Abstract
A pandemic of metabolic diseases, consisting of type 2 diabetes, nonalcoholic fatty liver disease, and obesity, has imposed critical challenges for societies worldwide, prompting investigation of underlying mechanisms and exploration of low-cost and effective treatment. In this report, we demonstrate that metabolic disorders in mice generated by feeding with a high-fat diet without dietary vitamin D can be prevented by oral administration of polycationic amine resin. Oral administration of cholestyramine, but not the control uncharged polystyrene, was able to sequester negatively charged bacterial endotoxin in the gut, leading to 1) reduced plasma endotoxin levels, 2) resolved systemic inflammation and hepatic steatohepatitis, and 3) improved insulin sensitivity. Gut dysbiosis, characterized as an increase of the phylum Firmicutes and a decrease of Bacteroidetes and Akkermansia muciniphila, was fully corrected by cholestyramine, indicating that the negatively charged components in the gut are critical for the dysbiosis. Furthermore, fecal bacteria transplant, derived from cholestyramine-treated animals, was sufficient to antagonize the metabolic disorders of the recipient mice. These results indicate that the negatively charged components produced by dysbiosis are critical for biogenesis of metabolic disorders and also show a potential application of cationic polystyrene to treat metabolic disorders through promoting gut eubiosis.
Introduction
Metabolic syndrome (MetS), in association with obesity, fatty liver diseases, and type 2 diabetes, has imposed great health challenges and an enormous economic burden on societies worldwide (1,2). A key mechanism for MetS development is insulin resistance, which is often generated by chronic inflammation that attenuates insulin signal transduction pathways, resulting in hyperglycemia and hyperlipidemia (3,4). Gut dysbiosis, showing increased Firmicutes and reduction of Bacteroidetes, is critical for the biogenesis of MetS and obesity (5–7). Bacteroidetes are Gram-negative microbes, and their death may generate endotoxin, a highly potent inflammatory component in the gut. On the other hand, simple hepatic steatosis is benign, but ∼20% of the population with simple steatosis may further progress to nonalcoholic steatohepatitis (NASH), characterized by hepatic inflammation and liver fibrosis (8,9). To explain the transition from simple steatosis to NASH, a “two-hit theory” was proposed, suggesting that a second hit, such as viral infection/xenobiotic exposure or others may drive the pathophysiological progression (10).
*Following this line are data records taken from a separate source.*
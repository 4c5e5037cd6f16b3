//! Common types, errors, and configuration for http-wasm.
//!
//! This crate provides shared functionality used across the http-wasm workspace:
//! - Error types using `thiserror`, one enum per failure class
//! - Configuration structures for the engine, execution limits and the guest pool
//! - The TOML configuration file loaded by the binary

pub mod config;
pub mod config_file;
pub mod error;

pub use config::{EngineConfig, ExecutionConfig, PoolConfig, RuntimeConfig};
pub use config_file::{ConfigFile, ConfigFileError};
pub use error::{AbiError, HostError, ProtocolError, RuntimeError};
Epidemic survey indicates association of vitamin D deficiency with chronic liver diseases, obesity, and MetS (11–13). Through animal models, we previously demonstrated that vitamin D deficiency acts as a “second hit” to exacerbate the impact of high-fat diet, leading to robust metabolic disorders with features of NASH (14). Recently, we showed that vitamin D signaling through the induction of Paneth cell–specific α-defensins maintains gut eubiosis to antagonize MetS (15). Given the nature of positive charges by the secretory form of α-defensins, we reasoned that applying positively charged resins might have similar impacts.
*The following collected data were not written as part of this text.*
//! Per-request exchange state for axum.
//!
//! An [`HttpExchange`] is what a guest instance sees of one HTTP request.
//! The request body is buffered up front so the guest can read it in
//! chunks and rewrite it; the downstream response is buffered after `next`
//! for the same reason.

use axum::body::{Body, to_bytes};
use axum::extract::Request;
use axum::http::header::{CONNECTION, CONTENT_LENGTH, TRANSFER_ENCODING};
use axum::http::uri::PathAndQuery;
use axum::http::{HeaderMap, HeaderName, HeaderValue, Method, StatusCode, Uri, Version};
use axum::middleware::Next;
use axum::response::Response;
use bytes::Bytes;
use uuid::Uuid;

use http_wasm_common::HostError;
use http_wasm_core::BodyChunk;

/// A body buffered in memory with a read cursor.
///
/// The first write replaces the buffered content; later writes append.
#[derive(Debug, Default)]
struct BufferedBody {
    bytes: Vec<u8>,
    cursor: usize,
    written: bool,
}

impl BufferedBody {
    fn new(bytes: Vec<u8>) -> Self {
        Self {
            bytes,
            cursor: 0,
            written: false,
        }
    }

    fn read(&mut self, max: usize) -> BodyChunk {
        let start = self.cursor.min(self.bytes.len());
        let end = self.bytes.len().min(start.saturating_add(max));
        let chunk = self.bytes[start..end].to_vec();
        self.cursor = end;
        BodyChunk::new(chunk, end == self.bytes.len())
    }

    fn write(&mut self, chunk: &[u8], limit: usize) -> Result<(), HostError> {
        let base = if self.written { self.bytes.len() } else { 0 };
        if base + chunk.len() > limit {
            return Err(HostError::BodyTooLarge { limit });
        }
        // A replacement body is read from its start
        if !self.written {
            self.bytes.clear();
            self.cursor = 0;
            self.written = true;
        }
        self.bytes.extend_from_slice(chunk);
        Ok(())
    }

    fn replace(&mut self, bytes: Vec<u8>) {
        *self = Self::new(bytes);
    }
}

/// One HTTP request as served to a guest, and the response it produces.
pub struct HttpExchange {
    id: String,
    method: Method,
    uri: Uri,
    version: Version,
    headers: HeaderMap,
    request_body: BufferedBody,
    status: Option<StatusCode>,
    response_headers: HeaderMap,
    response_body: BufferedBody,
    next: Option<Next>,
    max_body_bytes: usize,
}

impl HttpExchange {
    /// Buffer `request` and wrap it for a guest.
    ///
    /// # Errors
    ///
    /// Returns [`HostError::BodyTooLarge`] when the body exceeds
    /// `max_body_bytes`.
    pub async fn from_request(request: Request, max_body_bytes: usize) -> Result<Self, HostError> {
        let (parts, body) = request.into_parts();
        let body = to_bytes(body, max_body_bytes)
            .await
            .map_err(|_| HostError::BodyTooLarge {
                limit: max_body_bytes,
            })?;

        Ok(Self {
            id: Uuid::new_v4().to_string(),
            method: parts.method,
            uri: parts.uri,
            version: parts.version,
            headers: parts.headers,
            request_body: BufferedBody::new(body.to_vec()),
            status: None,
            response_headers: HeaderMap::new(),
            response_body: BufferedBody::default(),
            next: None,
            max_body_bytes,
        })
    }

    /// Attach the downstream handler `next` forwards to.
    #[must_use]
    pub fn with_next(mut self, next: Next) -> Self {
        self.next = Some(next);
        self
    }

    /// Unique id for log correlation.
    pub fn id(&self) -> &str {
        &self.id
    }

    pub fn method(&self) -> &Method {
        &self.method
    }

    pub fn uri(&self) -> &Uri {
        &self.uri
    }

    /// Protocol version in its wire form, e.g. `HTTP/1.1`.
    pub fn protocol(&self) -> &'static str {
        match self.version {
            Version::HTTP_09 => "HTTP/0.9",
            Version::HTTP_10 => "HTTP/1.0",
            Version::HTTP_2 => "HTTP/2.0",
            Version::HTTP_3 => "HTTP/3.0",
            _ => "HTTP/1.1",
        }
    }

    pub fn request_headers(&self) -> &HeaderMap {
        &self.headers
    }

    /// Current request body, including guest rewrites.
    pub fn request_body(&self) -> &[u8] {
        &self.request_body.bytes
    }

    /// Status set by the guest or the downstream handler.
    pub fn status(&self) -> Option<StatusCode> {
        self.status
    }

    pub fn response_headers(&self) -> &HeaderMap {
        &self.response_headers
    }

    pub fn response_body(&self) -> &[u8] {
        &self.response_body.bytes
    }

    /// Replace the request path, keeping the query string.
    ///
    /// An empty path becomes `/`.
    pub fn set_path(&mut self, path: &str) -> Result<(), HostError> {
        let invalid = || HostError::InvalidPath {
            path: path.to_string(),
        };
        if path.contains('?') {
            return Err(invalid());
        }

        let path = if path.starts_with('/') {
            path.to_string()
        } else {
            format!("/{path}")
        };
        let path_and_query = match self.uri.query() {
            Some(query) => format!("{path}?{query}"),
            None => path,
        };

        let mut parts = self.uri.clone().into_parts();
        parts.path_and_query =
            Some(PathAndQuery::try_from(path_and_query.as_str()).map_err(|_| invalid())?);
        self.uri = Uri::from_parts(parts).map_err(|_| invalid())?;
        Ok(())
    }

    pub fn read_request_body(&mut self, max: usize) -> BodyChunk {
        self.request_body.read(max)
    }

    pub fn write_request_body(&mut self, chunk: &[u8]) -> Result<(), HostError> {
        self.request_body.write(chunk, self.max_body_bytes)
    }

    /// Set or overwrite a response header.
    pub fn set_response_header(&mut self, name: &str, value: &str) -> Result<(), HostError> {
        let invalid = || HostError::InvalidHeader {
            name: name.to_string(),
        };
        let name = HeaderName::try_from(name).map_err(|_| invalid())?;
        let value = HeaderValue::try_from(value).map_err(|_| invalid())?;
        self.response_headers.insert(name, value);
        Ok(())
    }

    /// Answer the request from the guest.
    ///
    /// A non-empty body without an explicit `Content-Length` gets one.
    pub fn respond(&mut self, status: u32, body: &[u8]) -> Result<(), HostError> {
        let status = u16::try_from(status)
            .ok()
            .and_then(|code| StatusCode::from_u16(code).ok())
            .ok_or(HostError::InvalidStatus { code: status })?;

        if !body.is_empty() && !self.response_headers.contains_key(CONTENT_LENGTH) {
            self.response_headers
                .insert(CONTENT_LENGTH, HeaderValue::from(body.len()));
        }
        self.status = Some(status);
        self.response_body.replace(body.to_vec());
        Ok(())
    }

    /// Take the downstream handler and the request to send it.
    ///
    /// # Errors
    ///
    /// Returns [`HostError::Downstream`] if there is no downstream handler,
    /// it was already taken, or the request cannot be rebuilt.
    pub fn dispatch(&mut self) -> Result<(Request, Next), HostError> {
        let next = self.next.take().ok_or_else(|| HostError::Downstream {
            reason: "no downstream handler".to_string(),
        })?;
        let request = self.downstream_request()?;
        Ok((request, next))
    }

    /// The request as it goes downstream, with guest rewrites applied.
    ///
    /// The buffered body stays in place so the guest can keep reading it.
    fn downstream_request(&self) -> Result<Request, HostError> {
        let mut builder = Request::builder()
            .method(self.method.clone())
            .uri(self.uri.clone())
            .version(self.version);
        if let Some(headers) = builder.headers_mut() {
            headers.clone_from(&self.headers);
            if self.request_body.written {
                headers.insert(
                    CONTENT_LENGTH,
                    HeaderValue::from(self.request_body.bytes.len()),
                );
                headers.remove(TRANSFER_ENCODING);
            }
        }

        builder
            .body(Body::from(self.request_body.bytes.clone()))
            .map_err(|e| HostError::Downstream {
                reason: format!("Failed to build downstream request: {e}"),
            })
    }

    /// Buffer the downstream response.
    ///
    /// Downstream headers win over ones the guest set earlier under the
    /// same name.
    ///
    /// # Errors
    ///
    /// Returns [`HostError::BodyTooLarge`] when the body exceeds
    /// `max_body_bytes`.
    pub async fn absorb(&mut self, response: Response) -> Result<(), HostError> {
        let (parts, body) = response.into_parts();
        let body = to_bytes(body, self.max_body_bytes)
            .await
            .map_err(|_| HostError::BodyTooLarge {
                limit: self.max_body_bytes,
            })?;
        self.absorb_buffered(parts.status, &parts.headers, body);
        Ok(())
    }

    fn absorb_buffered(&mut self, status: StatusCode, headers: &HeaderMap, body: Bytes) {
        for name in headers.keys() {
            self.response_headers.remove(name);
        }
        for (name, value) in headers {
            self.response_headers.append(name.clone(), value.clone());
        }
        self.response_headers.remove(TRANSFER_ENCODING);
        self.response_headers.remove(CONNECTION);
        self.response_headers
            .insert(CONTENT_LENGTH, HeaderValue::from(body.len()));

        self.status = Some(status);
        self.response_body.replace(body.to_vec());
    }

    pub fn read_response_body(&mut self, max: usize) -> BodyChunk {
        self.response_body.read(max)
    }

    /// Write to the response body, keeping `Content-Length` in step.
    pub fn write_response_body(&mut self, chunk: &[u8]) -> Result<(), HostError> {
        self.response_body.write(chunk, self.max_body_bytes)?;
        self.response_headers.insert(
            CONTENT_LENGTH,
            HeaderValue::from(self.response_body.bytes.len()),
        );
        Ok(())
    }

    /// Build the response returned to the client.
    pub fn into_response(self) -> Response {
        let mut response = Response::new(Body::from(self.response_body.bytes));
        *response.status_mut() = self.status.unwrap_or(StatusCode::OK);
        *response.headers_mut() = self.response_headers;
        response
    }
}

impl std::fmt::Debug for HttpExchange {
    fn fmt(&self, f: &mut std::fmt::Formatter<'_>) -> std::fmt::Result {
        f.debug_struct("HttpExchange")
            .field("id", &self.id)
            .field("method", &self.method)
            .field("uri", &self.uri)
            .field("status", &self.status)
            .field("dispatched", &self.next.is_none())
            .finish_non_exhaustive()
    }
}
Research Design and Methods
Animal Treatment and Measurement
C57BL/6J mice (male, 4–6 weeks old) were fed either control chow (AIN93, containing 10–12% calories from fat and 1,000 units/kg vitamin D3; HFK Bioscience) or vitamin D–deficient high-fat diet (HD, 60% calories from fat and without vitamin D supplement). After 10 weeks of feeding, the mice fed with HD were divided into three groups (n = 10) and subjected to 1) no treatment (HD), 2) cholestyramine added to HD diet at 3% (weight for weight) (HD+CHOL), or 3) polystyrene treatment (HD+PS), for an additional 12 weeks. For fecal bacteria transplant (FBT), fresh donor feces from cholestyramine or polystyrene treatments were collected. After washing to remove the resins, ∼4 × 108 colony-forming units of bacteria in 0.1 mL suspension were administered by gavage to the recipient mice that had been fed with either control chow or HD (n = 8–12) for 20 weeks. FBT was repeated once a week for a consecutive 8 weeks. Changing microbiota in the feces and ileal lumen content was monitored by 16S rDNA-qPCR analysis. The animal protocol followed the Guide for the Care and Use of Laboratory Animals published by the U.S. National Institutes of Health. The protocols for intraperitoneal glucose tolerance test (IPGTT) and HOMA of insulin resistance (HOMA-IR), fasting glucose, intestinal permeability, and histological analysis were previously reported (15). A limulus amebocyte extract kit (Chinese Horseshoe Crab Reagent Manufactory, Xiamen, China) was used to detect plasma lipopolysaccharide (LPS) content. Gene expression was determined by qRT-PCR analysis and normalized to that of RPL-19. Primer sequence information used for qPCR analysis is listed (Supplementary Tables 1 and 2).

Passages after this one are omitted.